Lydia organises some food for RJ and Judith to eat and leaves them to their own devices. She knows it’s not fair to get them to fend for themselves, especially right now, but Judith looks at her and just nods. She understands.
It hits Lydia that she understands because this is her brother, that this isn’t the first time she’s seen him like this. That no matter how many years have passed he’s still healing, just like the rest of them.
Lydia nods back and drags Carl upstairs for a bath. She’s delicate with him, and she’s ready for him to tell her to stop treating him like he’ll break at any second but the thing is, is that she thinks he already broke. So, she’s delicate and titles his head back with the palm of her hand when she needs to wash his hair, and gently scrubs away any blood on his body with the softest wash cloth they own. Lydia uses his favourite soap that smells of vanilla. She dries him off while he sits on the edge of the tub and puts him into some pyjamas; clean ones, not the ones he’d been wearing when Carl sliced at his bite mark.

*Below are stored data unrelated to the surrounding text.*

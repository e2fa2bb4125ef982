//! Canonical decklist text
//!
//! Renders parsed records back to one line per distinct
//! (name, set, collector number, foil, etched) group, in first-seen order.

use crate::core::RawCard;
use rustc_hash::FxHashMap;
use std::fmt::Write as FmtWrite;

#[derive(Debug, Clone, PartialEq, Eq, Hash)]
struct GroupKey<'a> {
    name: &'a str,
    set: Option<&'a str>,
    collector_number: Option<&'a str>,
    foil: bool,
    etched: bool,
}

impl<'a> GroupKey<'a> {
    fn of(card: &'a RawCard) -> Self {
        GroupKey {
            name: &card.name,
            set: card.set.as_deref().filter(|s| !s.is_empty()),
            collector_number: card.collector_number.as_deref().filter(|s| !s.is_empty()),
            foil: card.is_foil(),
            etched: card.is_etched(),
        }
    }
}

/// Render records as canonical decklist text, one group per line
pub fn raw_deck_to_deck_list_string(deck: &[RawCard]) -> String {
    let mut order: Vec<GroupKey<'_>> = Vec::new();
    let mut counts: FxHashMap<GroupKey<'_>, usize> = FxHashMap::default();

    for card in deck {
        let key = GroupKey::of(card);
        let count = counts.entry(key.clone()).or_insert(0);
        if *count == 0 {
            order.push(key);
        }
        *count += 1;
    }

    let lines: Vec<String> = order
        .iter()
        .map(|key| render_line(key, counts.get(key).copied().unwrap_or(0)))
        .collect();
    lines.join("\n")
}

fn render_line(key: &GroupKey<'_>, count: usize) -> String {
    let mut line = format!("{count} {}", key.name);
    if let Some(set) = key.set {
        let _ = write!(line, " ({})", set.to_uppercase());
    }
    // Uppercasing is lossy for a few glyphs (`ß` becomes `SS`), so such
    // collector numbers do not survive a re-parse unchanged.
    if let Some(collector_number) = key.collector_number {
        let _ = write!(line, " {}", collector_number.to_uppercase());
    }
    if key.foil {
        line.push_str(" *F*");
    }
    if key.etched {
        line.push_str(" *E*");
    }
    line
}
//! Core card types

pub mod card;
pub mod types;

pub use card::{
    AssociatedCard, BasicCard, CardData, CardError, FatesealCard, Print, PrintImages, RawCard,
};
pub use types::{normalize_name, StableId};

Carl followed behind Lydia, holding her hand as she brought him to their room. She laid him down into bed and followed right after, bundling them both into their quilts and blankets. They laid facing each other, Lydia grabbing him and holding him tight against her, his head under her chin.

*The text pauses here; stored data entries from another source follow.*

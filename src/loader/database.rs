//! Card database for looking up prints by card name
//!
//! The database is built offline and shipped as one JSON object keyed by
//! exact card name. Lookups are exact: fuzzy matching lives in
//! `resolve::fuzzy`.

use crate::core::{CardData, FatesealCard};
use crate::{FatesealError, Result};
use std::path::Path;

/// In-memory card database
#[derive(Debug, Clone, Default)]
pub struct CardDatabase {
    cards: CardData,
}

impl CardDatabase {
    /// Create an empty database
    pub fn new() -> Self {
        CardDatabase {
            cards: CardData::default(),
        }
    }

    /// Wrap an already-decoded payload, rejecting cards without prints
    pub fn from_card_data(cards: CardData) -> Result<Self> {
        if let Some(card) = cards.values().find(|card| card.prints.is_empty()) {
            return Err(FatesealError::ParseError(format!(
                "Card '{}' has no prints",
                card.name
            )));
        }
        Ok(CardDatabase { cards })
    }

    /// Decode a database from its JSON text
    pub fn from_json_str(json: &str) -> Result<Self> {
        let cards: CardData = serde_json::from_str(json)?;
        Self::from_card_data(cards)
    }

    /// Load a database from a JSON file
    pub fn load_from_file(path: &Path) -> Result<Self> {
        let content = std::fs::read_to_string(path)?;
        Self::from_json_str(&content)
    }

    /// Add or replace a single card
    pub fn insert(&mut self, card: FatesealCard) {
        self.cards.insert(card.name.clone(), card);
    }

    /// Look up a card by its exact name
    pub fn get_card(&self, name: &str) -> Option<&FatesealCard> {
        self.cards.get(name)
    }

    pub fn contains(&self, name: &str) -> bool {
        self.cards.contains_key(name)
    }

    /// All card names, sorted
    pub fn names(&self) -> Vec<&str> {
        let mut names: Vec<&str> = self.cards.keys().map(String::as_str).collect();
        names.sort_unstable();
        names
    }

    pub fn card_data(&self) -> &CardData {
        &self.cards
    }

    pub fn into_card_data(self) -> CardData {
        self.cards
    }

    pub fn len(&self) -> usize {
        self.cards.len()
    }

    pub fn is_empty(&self) -> bool {
        self.cards.is_empty()
    }
}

Lydia hummed to him the song he used to hum to Judith as a baby then RJ when he was born. She knew it was something that his mom, his first one, used to hum to him as a baby too, she knew that it always calmed him. She can hear Judith and RJ talking among each other, definitely about Carl. They’ll talk about it, eventually.
Tonight they’ll stay at peace as much as they can.
Tonight their breathing will match each other at some point and they’ll feel like they’re one person.
Tonight there is no God and tomorrow they will stare at the sunrise on their porch.